WORK REQUEST
Retype word for word the lines of the data below, from the first to the one bearing "c.is_ascii_alphanumeric() || c == '_')", with that one included.

=== MATERIAL FOR THE TASK ===

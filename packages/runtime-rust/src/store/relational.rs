//! Relational [`CallContextStore`]: one row per key.
//!
//! Uses the `sqlx` Any driver so the same code serves SQLite and `PostgreSQL`.
//! Table and column names come from [`RelationalStoreConfig`] and must be
//! plain identifiers.

use async_trait::async_trait;
use conduit_core::{BusError, BusResult, CallContext, ErrorKind};
use sqlx::any::AnyPoolOptions;
use sqlx::{AnyPool, Row};
use tracing::{debug, info};

use super::{check_key, CallContextStore};
use crate::config::RelationalStoreConfig;

pub struct SqlContextStore {
    pool: AnyPool,
    create_sql: String,
    delete_sql: String,
    insert_sql: String,
    select_sql: String,
}

fn check_identifier(what: &str, ident: &str) -> BusResult<()> {
    let valid = !ident.is_empty()
        && ident
            .chars()
            .all(|c| c.is_ascii_alphanumeric() || c == '_')
        && !ident.starts_with(|c: char| c.is_ascii_digit());
    if valid {
        Ok(())
    } else {
        Err(BusError::configuration(format!(
            "relational store {what} `{ident}` is not a plain SQL identifier"
        )))
    }
}

fn db_error(message: impl Into<String>, err: sqlx::Error) -> BusError {
    BusError::infrastructure(message).with_source(err)
}

impl SqlContextStore {
    /// Connects to the database described by `config`.
    ///
    /// The table is not created; call [`SqlContextStore::initialize`] for that.
    ///
    /// # Errors
    ///
    /// Returns `BusError::Configuration` for invalid identifiers and
    /// `BusError::Infrastructure` if the pool cannot connect.
    pub async fn connect(config: &RelationalStoreConfig) -> BusResult<Self> {
        check_identifier("table", &config.table)?;
        check_identifier("key column", &config.key_column)?;
        check_identifier("data column", &config.data_column)?;
        check_identifier("blob type", &config.blob_type)?;

        sqlx::any::install_default_drivers();
        let pool = AnyPoolOptions::new()
            .max_connections(config.max_connections.max(1))
            .connect(&config.url)
            .await
            .map_err(|e| db_error("cannot connect to call context database", e))?;

        let RelationalStoreConfig {
            table,
            key_column: key,
            data_column: data,
            blob_type,
            ..
        } = config;

        info!(table = %table, "connected relational call context store");
        Ok(Self {
            pool,
            create_sql: format!(
                "CREATE TABLE IF NOT EXISTS {table} ({key} VARCHAR(512) PRIMARY KEY, {data} {blob_type} NOT NULL)"
            ),
            delete_sql: format!("DELETE FROM {table} WHERE {key} = $1"),
            insert_sql: format!("INSERT INTO {table} ({key}, {data}) VALUES ($1, $2)"),
            select_sql: format!("SELECT {data} FROM {table} WHERE {key} = $1"),
        })
    }

    /// Creates the context table if it does not exist.
    ///
    /// # Errors
    ///
    /// Returns `BusError::Infrastructure` if the statement fails.
    pub async fn initialize(&self) -> BusResult<()> {
        sqlx::query(&self.create_sql)
            .execute(&self.pool)
            .await
            .map_err(|e| db_error("cannot create call context table", e))?;
        Ok(())
    }

    pub async fn close(&self) {
        self.pool.close().await;
    }
}

#[async_trait]
impl CallContextStore for SqlContextStore {
    async fn store(&self, ctx: &CallContext) -> BusResult<String> {
        let key = ctx.key();
        check_key(&key)?;
        let bytes = ctx.to_bytes()?;

        let mut tx = self
            .pool
            .begin()
            .await
            .map_err(|e| db_error("cannot begin transaction", e))?;
        sqlx::query(&self.delete_sql)
            .bind(&key)
            .execute(&mut *tx)
            .await
            .map_err(|e| db_error(format!("cannot replace call context {key}"), e))?;
        sqlx::query(&self.insert_sql)
            .bind(&key)
            .bind(bytes)
            .execute(&mut *tx)
            .await
            .map_err(|e| db_error(format!("cannot insert call context {key}"), e))?;
        tx.commit()
            .await
            .map_err(|e| db_error("cannot commit call context", e))?;

        debug!(key = %key, "stored call context row");
        Ok(key)
    }

    async fn restore(&self, key: &str) -> BusResult<CallContext> {
        check_key(key)?;

        let mut tx = self
            .pool
            .begin()
            .await
            .map_err(|e| db_error("cannot begin transaction", e))?;
        let row = sqlx::query(&self.select_sql)
            .bind(key)
            .fetch_optional(&mut *tx)
            .await
            .map_err(|e| db_error(format!("cannot read call context {key}"), e))?;
        let Some(row) = row else {
            return Err(BusError::not_found(ErrorKind::Configuration, key));
        };

        let bytes: &[u8] = row
            .try_get(0)
            .map_err(|e| db_error(format!("cannot read data of call context {key}"), e))?;
        let ctx = CallContext::from_reader(bytes)?;

        sqlx::query(&self.delete_sql)
            .bind(key)
            .execute(&mut *tx)
            .await
            .map_err(|e| db_error(format!("cannot delete call context {key}"), e))?;
        tx.commit()
            .await
            .map_err(|e| db_error("cannot commit call context removal", e))?;

        Ok(ctx)
    }

    async fn remove(&self, key: &str) -> BusResult<()> {
        check_key(key)?;
        sqlx::query(&self.delete_sql)
            .bind(key)
            .execute(&self.pool)
            .await
            .map_err(|e| db_error(format!("cannot delete call context {key}"), e))?;
        Ok(())
    }
}

#[cfg(test)]
mod tests {
    use super::*;
    use crate::store::testing::full_context;

    fn sqlite_config() -> RelationalStoreConfig {
        RelationalStoreConfig {
            max_connections: 1,
            ..RelationalStoreConfig::default()
        }
    }

    async fn open() -> SqlContextStore {
        let store = SqlContextStore::connect(&sqlite_config()).await.unwrap();
        store.initialize().await.unwrap();
        store
    }

    #[tokio::test]
    async fn round_trip_deletes_row() {
        let store = open().await;
        let ctx = full_context("msg:1");

        let key = store.store(&ctx).await.unwrap();
        assert_eq!(store.restore(&key).await.unwrap(), ctx);

        let err = store.restore(&key).await.unwrap_err();
        assert!(err.is_not_found());
        assert_eq!(err.kind(), ErrorKind::Configuration);
    }

    #[tokio::test]
    async fn undecodable_blob_is_configuration_error() {
        let store = open().await;
        sqlx::query(&store.insert_sql)
            .bind("garbled")
            .bind(vec![0xc1_u8, 0xc1, 0xc1])
            .execute(&store.pool)
            .await
            .unwrap();

        let err = store.restore("garbled").await.unwrap_err();
        assert_eq!(err.kind(), ErrorKind::Configuration);
        assert!(!err.is_not_found());
    }

    #[tokio::test]
    async fn initialize_is_idempotent() {
        let store = open().await;
        store.initialize().await.unwrap();
    }

    #[tokio::test]
    async fn storing_same_key_replaces_row() {
        let store = open().await;
        let mut ctx = full_context("msg:2");
        store.store(&ctx).await.unwrap();
        ctx.operation = Some("refund".into());
        let key = store.store(&ctx).await.unwrap();

        assert_eq!(store.restore(&key).await.unwrap().operation.as_deref(), Some("refund"));
    }

    #[tokio::test]
    async fn remove_then_restore_is_not_found() {
        let store = open().await;
        let key = store.store(&full_context("msg:3")).await.unwrap();
        store.remove(&key).await.unwrap();
        assert!(store.restore(&key).await.unwrap_err().is_not_found());
    }

    #[tokio::test]
    async fn rejects_injected_identifiers() {
        let config = RelationalStoreConfig {
            table: "ctx; DROP TABLE users".into(),
            ..sqlite_config()
        };
        let err = SqlContextStore::connect(&config).await.err().unwrap();
        assert_eq!(err.kind(), ErrorKind::Configuration);
    }
}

===

TASK RESPONSE
filename packages/runtime-rust/src/store/relational.rs
//! Relational [`CallContextStore`]: one row per key.
//!
//! Uses the `sqlx` Any driver so the same code serves SQLite and `PostgreSQL`.
//! Table and column names come from [`RelationalStoreConfig`] and must be
//! plain identifiers.

use async_trait::async_trait;
use conduit_core::{BusError, BusResult, CallContext, ErrorKind};
use sqlx::any::AnyPoolOptions;
use sqlx::{AnyPool, Row};
use tracing::{debug, info};

use super::{check_key, CallContextStore};
use crate::config::RelationalStoreConfig;

pub struct SqlContextStore {
    pool: AnyPool,
    create_sql: String,
    delete_sql: String,
    insert_sql: String,
    select_sql: String,
}

fn check_identifier(what: &str, ident: &str) -> BusResult<()> {
    let valid = !ident.is_empty()
        && ident
            .chars()
            .all(|c| c.is_ascii_alphanumeric() || c == '_')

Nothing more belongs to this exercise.